### What is expected
Repeat the data in full. No line may differ from the original.

### Input material
================

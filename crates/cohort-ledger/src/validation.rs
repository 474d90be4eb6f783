use std::collections::BTreeMap;

use cohort_types::{DistributionId, RequestId};

use crate::error::LedgerError;
use crate::traits::DistributionReader;

/// Result of a ledger integrity check.
#[derive(Clone, Debug, PartialEq, Eq)]
pub struct IntegrityReport {
    pub record_count: usize,
    pub pending: usize,
    pub extracted: usize,
    /// Extracted records per request id.
    pub requests: BTreeMap<RequestId, usize>,
    pub violations: Vec<Violation>,
}

impl IntegrityReport {
    /// Returns `true` if all checks passed.
    pub fn is_valid(&self) -> bool {
        self.violations.is_empty()
    }
}

/// A specific integrity violation detected during validation.
#[derive(Clone, Debug, PartialEq, Eq)]
pub struct Violation {
    pub id: DistributionId,
    pub kind: ViolationKind,
    pub description: String,
}

#[derive(Clone, Copy, Debug, PartialEq, Eq)]
pub enum ViolationKind {
    /// Ids are not strictly increasing in listing order.
    IdOrder,
    /// `is_extracted` and `request_id` disagree.
    ExtractionPair,
    /// Extracted without an update timestamp.
    MissingUpdateTime,
}

/// Ledger integrity validator.
pub struct LedgerValidator;

impl LedgerValidator {
    /// Check every record for the extraction invariants.
    pub fn validate<R: DistributionReader + ?Sized>(
        reader: &R,
    ) -> Result<IntegrityReport, LedgerError> {
        let records = reader.records()?;
        let mut violations = Vec::new();
        let mut requests = BTreeMap::new();
        let mut pending = 0;
        let mut previous: Option<DistributionId> = None;

        for record in &records {
            if previous.is_some_and(|prev| prev >= record.id) {
                violations.push(Violation {
                    id: record.id,
                    kind: ViolationKind::IdOrder,
                    description: format!("record {} listed out of order", record.id),
                });
            }
            previous = Some(record.id);

            match (record.is_extracted, record.request_id) {
                (false, None) => pending += 1,
                (true, Some(request_id)) => {
                    *requests.entry(request_id).or_insert(0) += 1;
                    if record.record_update_datetime.is_none() {
                        violations.push(Violation {
                            id: record.id,
                            kind: ViolationKind::MissingUpdateTime,
                            description: format!("record {} extracted without update time", record.id),
                        });
                    }
                }
                (extracted, request_id) => violations.push(Violation {
                    id: record.id,
                    kind: ViolationKind::ExtractionPair,
                    description: format!(
                        "record {}: is_extracted={extracted} but request_id={request_id:?}",
                        record.id
                    ),
                }),
            }
        }

        Ok(IntegrityReport {
            record_count: records.len(),
            pending,
            extracted: requests.values().sum(),
            requests,
            violations,
        })
    }
}

#[cfg(test)]
mod tests {
    use cohort_types::ParticipantKey;

    use super::*;
    use crate::memory::InMemoryDistributionLedger;
    use crate::records::{DistributionRecord, NewDistributionRecord};
    use crate::traits::DistributionWriter;

    #[test]
    fn healthy_ledger_is_valid() {
        let ledger = InMemoryDistributionLedger::new();
        ledger
            .create(vec![NewDistributionRecord::default(); 5])
            .unwrap();
        let first = ledger.extract_new(Some(2)).unwrap();
        ledger.extract_new(Some(1)).unwrap();

        let report = LedgerValidator::validate(&ledger).unwrap();
        assert!(report.is_valid(), "{:?}", report.violations);
        assert_eq!(report.record_count, 5);
        assert_eq!(report.pending, 2);
        assert_eq!(report.extracted, 3);
        assert_eq!(report.requests.len(), 2);
        assert_eq!(report.requests[&first.request_id], 2);
    }

    struct Listing(Vec<DistributionRecord>);

    impl DistributionReader for Listing {
        fn replay(&self, id: RequestId) -> Result<Vec<DistributionRecord>, LedgerError> {
            Err(LedgerError::RequestNotFound(id))
        }
        fn get(&self, _: DistributionId) -> Result<Option<DistributionRecord>, LedgerError> {
            Ok(None)
        }
        fn pending_count(&self) -> Result<usize, LedgerError> {
            Ok(0)
        }
        fn request_ids(&self) -> Result<Vec<RequestId>, LedgerError> {
            Ok(Vec::new())
        }
        fn records(&self) -> Result<Vec<DistributionRecord>, LedgerError> {
            Ok(self.0.clone())
        }
    }

    #[test]
    fn reports_broken_extraction_pairs() {
        let ledger = InMemoryDistributionLedger::new();
        ledger
            .create(vec![
                NewDistributionRecord {
                    nhs_number: ParticipantKey::new(1),
                    ..Default::default()
                };
                3
            ])
            .unwrap();
        ledger.extract_new(Some(1)).unwrap();
        let mut records = ledger.records().unwrap();
        records[0].record_update_datetime = None;
        records[1].is_extracted = true;
        records.swap(1, 2);

        let report = LedgerValidator::validate(&Listing(records)).unwrap();
        let kinds: Vec<_> = report.violations.iter().map(|v| v.kind).collect();
        assert_eq!(
            kinds,
            vec![
                ViolationKind::MissingUpdateTime,
                ViolationKind::IdOrder,
                ViolationKind::ExtractionPair
            ]
        );
    }
}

================

### Solution for this task
filename crates/cohort-ledger/src/validation.rs
repository 474d90be4eb6f783
use std::collections::BTreeMap;

use cohort_types::{DistributionId, RequestId};

use crate::error::LedgerError;
use crate::traits::DistributionReader;

/// Result of a ledger integrity check.
#[derive(Clone, Debug, PartialEq, Eq)]
pub struct IntegrityReport {
    pub record_count: usize,
    pub pending: usize,
    pub extracted: usize,
    /// Extracted records per request id.
    pub requests: BTreeMap<RequestId, usize>,
    pub violations: Vec<Violation>,
}

impl IntegrityReport {
    /// Returns `true` if all checks passed.
    pub fn is_valid(&self) -> bool {
        self.violations.is_empty()
    }
}

/// A specific integrity violation detected during validation.
#[derive(Clone, Debug, PartialEq, Eq)]
pub struct Violation {
    pub id: DistributionId,
    pub kind: ViolationKind,
    pub description: String,
}

#[derive(Clone, Copy, Debug, PartialEq, Eq)]
pub enum ViolationKind {
    /// Ids are not strictly increasing in listing order.
    IdOrder,
    /// `is_extracted` and `request_id` disagree.
    ExtractionPair,
    /// Extracted without an update timestamp.
    MissingUpdateTime,
}

/// Ledger integrity validator.
pub struct LedgerValidator;

impl LedgerValidator {
    /// Check every record for the extraction invariants.
    pub fn validate<R: DistributionReader + ?Sized>(
        reader: &R,
    ) -> Result<IntegrityReport, LedgerError> {
        let records = reader.records()?;
        let mut violations = Vec::new();
        let mut requests = BTreeMap::new();
        let mut pending = 0;
        let mut previous: Option<DistributionId> = None;

        for record in &records {
            if previous.is_some_and(|prev| prev >= record.id) {
                violations.push(Violation {
                    id: record.id,
                    kind: ViolationKind::IdOrder,
                    description: format!("record {} listed out of order", record.id),
                });
            }
            previous = Some(record.id);

            match (record.is_extracted, record.request_id) {
                (false, None) => pending += 1,
                (true, Some(request_id)) => {
                    *requests.entry(request_id).or_insert(0) += 1;
                    if record.record_update_datetime.is_none() {
                        violations.push(Violation {
                            id: record.id,
                            kind: ViolationKind::MissingUpdateTime,
                            description: format!("record {} extracted without update time", record.id),
                        });
                    }
                }
                (extracted, request_id) => violations.push(Violation {
                    id: record.id,
                    kind: ViolationKind::ExtractionPair,
                    description: format!(
                        "record {}: is_extracted={extracted} but request_id={request_id:?}",
                        record.id
                    ),
                }),
            }
        }

        Ok(IntegrityReport {
            record_count: records.len(),
            pending,
            extracted: requests.values().sum(),
            requests,
            violations,
        })
    }
}

#[cfg(test)]
mod tests {
    use cohort_types::ParticipantKey;

    use super::*;
    use crate::memory::InMemoryDistributionLedger;
    use crate::records::{DistributionRecord, NewDistributionRecord};
    use crate::traits::DistributionWriter;

    #[test]
    fn healthy_ledger_is_valid() {
        let ledger = InMemoryDistributionLedger::new();
        ledger
            .create(vec![NewDistributionRecord::default(); 5])
            .unwrap();
        let first = ledger.extract_new(Some(2)).unwrap();
        ledger.extract_new(Some(1)).unwrap();

        let report = LedgerValidator::validate(&ledger).unwrap();
        assert!(report.is_valid(), "{:?}", report.violations);
        assert_eq!(report.record_count, 5);
        assert_eq!(report.pending, 2);
        assert_eq!(report.extracted, 3);
        assert_eq!(report.requests.len(), 2);
        assert_eq!(report.requests[&first.request_id], 2);
    }

    struct Listing(Vec<DistributionRecord>);

    impl DistributionReader for Listing {
        fn replay(&self, id: RequestId) -> Result<Vec<DistributionRecord>, LedgerError> {
            Err(LedgerError::RequestNotFound(id))
        }
        fn get(&self, _: DistributionId) -> Result<Option<DistributionRecord>, LedgerError> {
            Ok(None)
        }
        fn pending_count(&self) -> Result<usize, LedgerError> {
            Ok(0)
        }
        fn request_ids(&self) -> Result<Vec<RequestId>, LedgerError> {
            Ok(Vec::new())
        }
        fn records(&self) -> Result<Vec<DistributionRecord>, LedgerError> {
            Ok(self.0.clone())
        }
    }

    #[test]
    fn reports_broken_extraction_pairs() {
        let ledger = InMemoryDistributionLedger::new();
        ledger
            .create(vec![
                NewDistributionRecord {
                    nhs_number: ParticipantKey::new(1),
                    ..Default::default()
                };
                3
            ])
            .unwrap();
        ledger.extract_new(Some(1)).unwrap();
        let mut records = ledger.records().unwrap();
        records[0].record_update_datetime = None;
        records[1].is_extracted = true;
        records.swap(1, 2);

        let report = LedgerValidator::validate(&Listing(records)).unwrap();
        let kinds: Vec<_> = report.violations.iter().map(|v| v.kind).collect();
        assert_eq!(
            kinds,
            vec![
                ViolationKind::MissingUpdateTime,
                ViolationKind::IdOrder,
                ViolationKind::ExtractionPair
            ]
        );
    }
}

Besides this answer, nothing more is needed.